**Your goal**: Only the lines from the top of the data through the line containing "use crate::types::SignalStatus;" should be duplicated, exactly as they appear.

(Dataset records)

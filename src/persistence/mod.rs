pub mod memory;

use async_trait::async_trait;
use chrono::{DateTime, Utc};
use uuid::Uuid;

use crate::model::{Provider, Signal, SignalEvent, WebhookSubscription};
use crate::types::SignalStatus;

#[derive(Debug, Clone, Default)]
pub struct SignalFilter {
    pub status: Option<SignalStatus>,
    pub due_before: Option<DateTime<Utc>>,
    pub provider_id: Option<Uuid>,
    pub limit: Option<usize>,
}

#[derive(Debug, Clone)]
pub struct DeliveryLogEntry {
    pub webhook_id: Uuid,
    pub event_id: Uuid,
    pub url: String,
    pub status_code: Option<u16>,
    pub success: bool,
    pub response_excerpt: Option<String>,
    pub logged_at: DateTime<Utc>,
}

/// Abstract persistence contract. The core engine never reaches for a
/// concrete database client — every subsystem holds an
/// `Arc<dyn PersistenceStore>` instead. `memory::InMemoryStore` is the
/// crate-provided implementation; a relational backend is a swap-in
/// implementer of this same trait and out of scope here.
#[async_trait]
pub trait PersistenceStore: Send + Sync {
    async fn insert_signal(&self, signal: Signal) -> anyhow::Result<()>;
    async fn update_signal(&self, signal: Signal) -> anyhow::Result<()>;
    async fn get_signal(&self, id: Uuid) -> anyhow::Result<Option<Signal>>;
    async fn select_signals(&self, filter: SignalFilter) -> anyhow::Result<Vec<Signal>>;

    async fn insert_event(&self, event: SignalEvent) -> anyhow::Result<()>;
    async fn events_for_signal(&self, signal_id: Uuid) -> anyhow::Result<Vec<SignalEvent>>;

    async fn insert_provider(&self, provider: Provider) -> anyhow::Result<()>;
    async fn get_provider(&self, id: Uuid) -> anyhow::Result<Option<Provider>>;
    async fn find_provider_by_name(&self, name: &str) -> anyhow::Result<Option<Provider>>;
    async fn list_active_providers(&self) -> anyhow::Result<Vec<Provider>>;

    async fn insert_subscription(&self, subscription: WebhookSubscription) -> anyhow::Result<()>;
    async fn list_subscriptions_for_provider(
        &self,
        provider_id: Uuid,
        active_only: bool,
    ) -> anyhow::Result<Vec<WebhookSubscription>>;
    async fn update_subscription_counters(
        &self,
        subscription_id: Uuid,
        consecutive_failures: u32,
        last_delivery_at: Option<DateTime<Utc>>,
    ) -> anyhow::Result<()>;

    async fn insert_delivery_log(&self, entry: DeliveryLogEntry) -> anyhow::Result<()>;
}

**Result for this exercise**:
filename src/persistence/mod.rs
pub mod memory;

use async_trait::async_trait;
use chrono::{DateTime, Utc};
use uuid::Uuid;

use crate::model::{Provider, Signal, SignalEvent, WebhookSubscription};
use crate::types::SignalStatus;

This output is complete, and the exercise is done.